Reversible and Ultrasensitive Detection of Nitric Oxide Using a Conductive Two-Dimensional Metal-Organic Framework

Abstract

This paper describes the use of a highly crystalline conductive 2D copper3(hexaiminobenzene)2 (Cu3(HIB)2) as an ultrasensitive (limit of detection of 1.8 part-per-billion), highly selective, reversible, and low power chemiresistive sensor for nitric oxide (NO) at room temperature.
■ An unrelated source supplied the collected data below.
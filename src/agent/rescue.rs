use super::{
    AgentContext, AgentState, Effect, Goal, Mission, Trigger, TriggerPattern,
    context::{at_base, at_target, move_to_base, move_to_target, perform_work, work_done},
};
use crate::{
    Result,
    event::{AttributeValue, Attributes, Event, EventKind},
    fsm::{TransitionRule, TransitionTable},
};
use serde::{Deserialize, Serialize};
use std::fmt;
use tracing::info;

#[derive(Debug, Clone, Copy, PartialEq, Eq, Hash, Serialize, Deserialize)]
#[serde(rename_all = "SCREAMING_SNAKE_CASE")]
pub enum RescueState {
    Idle,
    Responding,
    Rescuing,
    Transporting,
    Completed,
}

impl RescueState {
    pub const ALL: [RescueState; 5] = [
        Self::Idle,
        Self::Responding,
        Self::Rescuing,
        Self::Transporting,
        Self::Completed,
    ];
}

impl fmt::Display for RescueState {
    fn fmt(&self, f: &mut fmt::Formatter<'_>) -> fmt::Result {
        f.write_str(match self {
            Self::Idle => "IDLE",
            Self::Responding => "RESPONDING",
            Self::Rescuing => "RESCUING",
            Self::Transporting => "TRANSPORTING",
            Self::Completed => "COMPLETED",
        })
    }
}

pub type RescueTable = TransitionTable<RescueState, AgentContext, Trigger, Effect>;
type Rule = TransitionRule<RescueState, AgentContext, Trigger, Effect>;

const RESPONSE_EVENTS: &[EventKind] = &[
    EventKind::StructuralCollapse,
    EventKind::MajorEarthquake,
    EventKind::Fire,
];

pub fn table() -> Result<RescueTable> {
    use RescueState::*;
    let rules = vec![
        Rule::new(Idle, TriggerPattern::Events(RESPONSE_EVENTS), Responding).then(start_response),
        Rule::new(Responding, TriggerPattern::Tick, Rescuing).when(at_target),
        Rule::new(Responding, TriggerPattern::Tick, Responding).then(move_to_target),
        Rule::new(Rescuing, TriggerPattern::Tick, Transporting)
            .when(work_done)
            .then(hand_off),
        Rule::new(Rescuing, TriggerPattern::Tick, Rescuing).then(perform_work),
        Rule::new(Transporting, TriggerPattern::Tick, Completed)
            .when(at_base)
            .then(deliver),
        Rule::new(Transporting, TriggerPattern::Tick, Transporting).then(move_to_base),
    ];
    TransitionTable::new("rescue", RescueState::ALL.to_vec(), Idle, vec![Completed], rules)
}

pub fn goals() -> Vec<Goal> {
    vec![
        Goal::new(
            "quick_response",
            "Reach the emergency site",
            [AgentState::Rescue(RescueState::Rescuing)],
        ),
        Goal::new(
            "rescue_trapped",
            "Free trapped victims",
            [AgentState::Rescue(RescueState::Transporting)],
        ),
        Goal::new(
            "transport_victims",
            "Bring victims back to base",
            [AgentState::Rescue(RescueState::Completed)],
        ),
    ]
}

fn start_response(ctx: &mut AgentContext, trigger: &Trigger) -> Vec<Effect> {
    if let Trigger::Event(event) = trigger {
        let victims = event
            .number("trapped_people")
            .or_else(|| event.number("injured_count"))
            .map(|n| n.max(0.0) as u32)
            .unwrap_or(1);
        info!(
            "🚒 {} responding to {} with {} victims",
            ctx.agent_id, event, victims
        );
        ctx.mission = Some(Mission::from_event(event, victims));
    }
    Vec::new()
}

/// Casualties leave the site; medical agents pick them up from there.
fn hand_off(ctx: &mut AgentContext, _: &Trigger) -> Vec<Effect> {
    let Some((location, victims, severity)) = ctx
        .mission
        .as_ref()
        .map(|m| (m.location, m.victims, m.severity))
    else {
        return Vec::new();
    };
    if victims == 0 {
        return Vec::new();
    }

    let seq = ctx.next_sequence();
    let attributes = Attributes::from([
        (
            "injured_count".to_string(),
            AttributeValue::Number(f64::from(victims)),
        ),
        ("needs_evacuation".to_string(), AttributeValue::Flag(true)),
        (
            "reported_by".to_string(),
            AttributeValue::Text(ctx.agent_id.clone()),
        ),
    ]);
    let event = Event::new(
        format!("{}:handoff-{}", ctx.agent_id, seq),
        EventKind::MedicalEmergency,
        location,
        severity,
        attributes,
    );
    vec![Effect::Raise(event)]
}

fn deliver(ctx: &mut AgentContext, _: &Trigger) -> Vec<Effect> {
    if let Some(mission) = ctx.mission.take() {
        ctx.rescued_total += mission.victims;
        info!(
            "🏁 {} delivered {} victims ({} total)",
            ctx.agent_id, mission.victims, ctx.rescued_total
        );
    }
    Vec::new()
}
The Cu3(HIB)2-based sensors retain their sensing performance in the presence of humidity, and exhibit strong signal enhancement towards NO over other highly toxic reactive gases, such as NO2, H2S, SO2, NH3, CO, as well as CO2. Mechanistic investigations of the Cu3(HIB)2-NO interaction through spectroscopic analyses and density functional theory revealed that the Cu-bis(iminobenzosemiquinoid) moieties serve as the binding sites for NO sensing, while the Ni-bis(iminobenzosemiquinoid) MOF analog shows no noticeable response to NO. Overall, these findings provide a significant advance in the development of crystalline metal-bis(iminobenzosemiquinoid)-based conductive 2D MOFs as highly sensitive, selective, and reversible sensing materials for the low-power detection of toxic gases.